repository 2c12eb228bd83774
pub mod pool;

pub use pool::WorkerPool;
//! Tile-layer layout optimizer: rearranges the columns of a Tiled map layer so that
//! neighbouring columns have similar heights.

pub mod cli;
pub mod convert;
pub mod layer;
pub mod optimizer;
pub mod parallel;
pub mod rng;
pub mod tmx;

───

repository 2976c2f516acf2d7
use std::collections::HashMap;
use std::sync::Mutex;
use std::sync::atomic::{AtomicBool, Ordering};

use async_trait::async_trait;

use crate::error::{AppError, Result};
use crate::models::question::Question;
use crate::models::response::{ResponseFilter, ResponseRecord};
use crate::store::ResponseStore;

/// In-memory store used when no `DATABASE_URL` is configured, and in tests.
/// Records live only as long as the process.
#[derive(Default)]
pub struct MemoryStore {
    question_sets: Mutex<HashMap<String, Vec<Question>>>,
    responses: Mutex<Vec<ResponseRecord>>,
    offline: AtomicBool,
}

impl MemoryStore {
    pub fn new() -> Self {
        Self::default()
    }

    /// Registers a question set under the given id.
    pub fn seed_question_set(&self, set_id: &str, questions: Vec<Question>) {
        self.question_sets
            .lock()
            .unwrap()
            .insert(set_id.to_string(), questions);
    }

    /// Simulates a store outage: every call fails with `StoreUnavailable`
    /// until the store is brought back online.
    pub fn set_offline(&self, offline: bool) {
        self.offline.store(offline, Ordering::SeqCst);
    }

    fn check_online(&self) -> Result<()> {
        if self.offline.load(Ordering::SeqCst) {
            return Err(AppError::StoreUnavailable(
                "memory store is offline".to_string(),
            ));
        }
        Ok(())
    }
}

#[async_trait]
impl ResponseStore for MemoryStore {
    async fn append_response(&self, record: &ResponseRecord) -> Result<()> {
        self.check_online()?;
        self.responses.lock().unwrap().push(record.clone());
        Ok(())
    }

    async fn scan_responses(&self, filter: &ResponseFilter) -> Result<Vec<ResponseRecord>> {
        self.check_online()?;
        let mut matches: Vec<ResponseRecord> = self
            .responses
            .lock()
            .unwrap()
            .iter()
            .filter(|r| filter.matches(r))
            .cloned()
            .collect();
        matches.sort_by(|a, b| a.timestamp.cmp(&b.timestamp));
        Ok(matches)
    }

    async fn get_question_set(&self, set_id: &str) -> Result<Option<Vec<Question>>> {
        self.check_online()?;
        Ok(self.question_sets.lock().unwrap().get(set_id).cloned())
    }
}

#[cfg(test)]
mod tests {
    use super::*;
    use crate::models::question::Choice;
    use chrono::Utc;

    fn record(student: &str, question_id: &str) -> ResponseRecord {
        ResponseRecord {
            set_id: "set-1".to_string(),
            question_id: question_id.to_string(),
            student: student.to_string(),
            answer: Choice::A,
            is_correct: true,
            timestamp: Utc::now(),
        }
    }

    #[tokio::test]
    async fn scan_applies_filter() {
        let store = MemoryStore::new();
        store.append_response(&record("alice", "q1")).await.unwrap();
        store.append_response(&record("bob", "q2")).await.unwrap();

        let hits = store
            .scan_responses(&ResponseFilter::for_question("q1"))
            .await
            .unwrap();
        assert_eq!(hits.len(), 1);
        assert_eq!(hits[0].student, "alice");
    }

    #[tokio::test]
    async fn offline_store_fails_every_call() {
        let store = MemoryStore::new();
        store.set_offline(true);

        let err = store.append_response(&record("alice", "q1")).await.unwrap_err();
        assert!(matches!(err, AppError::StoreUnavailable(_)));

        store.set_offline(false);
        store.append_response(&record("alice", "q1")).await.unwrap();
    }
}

───

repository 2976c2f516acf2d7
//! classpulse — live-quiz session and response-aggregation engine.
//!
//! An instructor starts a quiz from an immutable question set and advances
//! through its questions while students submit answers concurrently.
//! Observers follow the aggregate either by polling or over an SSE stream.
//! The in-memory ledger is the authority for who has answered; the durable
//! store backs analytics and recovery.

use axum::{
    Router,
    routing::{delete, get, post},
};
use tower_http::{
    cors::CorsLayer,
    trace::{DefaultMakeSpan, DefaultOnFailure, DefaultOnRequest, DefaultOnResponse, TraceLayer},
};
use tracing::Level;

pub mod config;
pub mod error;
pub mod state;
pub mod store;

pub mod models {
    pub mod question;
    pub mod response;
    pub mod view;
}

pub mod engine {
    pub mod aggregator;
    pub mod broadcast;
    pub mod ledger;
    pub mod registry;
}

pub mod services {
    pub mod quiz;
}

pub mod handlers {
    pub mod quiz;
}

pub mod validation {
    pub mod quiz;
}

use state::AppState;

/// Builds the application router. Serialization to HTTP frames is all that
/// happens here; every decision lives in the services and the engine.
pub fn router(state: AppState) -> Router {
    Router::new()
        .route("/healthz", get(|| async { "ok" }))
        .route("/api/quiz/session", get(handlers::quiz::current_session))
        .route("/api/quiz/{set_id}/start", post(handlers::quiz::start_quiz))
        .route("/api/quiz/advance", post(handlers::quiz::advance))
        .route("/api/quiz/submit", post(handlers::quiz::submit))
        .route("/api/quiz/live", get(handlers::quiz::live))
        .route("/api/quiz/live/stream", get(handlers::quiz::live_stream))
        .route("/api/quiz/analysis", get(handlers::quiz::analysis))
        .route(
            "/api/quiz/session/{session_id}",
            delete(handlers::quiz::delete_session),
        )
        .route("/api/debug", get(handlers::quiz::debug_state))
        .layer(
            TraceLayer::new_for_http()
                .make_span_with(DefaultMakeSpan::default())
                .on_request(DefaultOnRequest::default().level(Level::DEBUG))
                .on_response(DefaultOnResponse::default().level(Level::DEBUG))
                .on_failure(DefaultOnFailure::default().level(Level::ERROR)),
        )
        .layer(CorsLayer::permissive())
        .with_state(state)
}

───

Pick out and copy the lines of the entries that hold the string "ResponseRecord".

**Exercise solution**
use crate::models::response::{ResponseFilter, ResponseRecord};
    responses: Mutex<Vec<ResponseRecord>>,
    async fn append_response(&self, record: &ResponseRecord) -> Result<()> {
    async fn scan_responses(&self, filter: &ResponseFilter) -> Result<Vec<ResponseRecord>> {
        let mut matches: Vec<ResponseRecord> = self
    fn record(student: &str, question_id: &str) -> ResponseRecord {
        ResponseRecord {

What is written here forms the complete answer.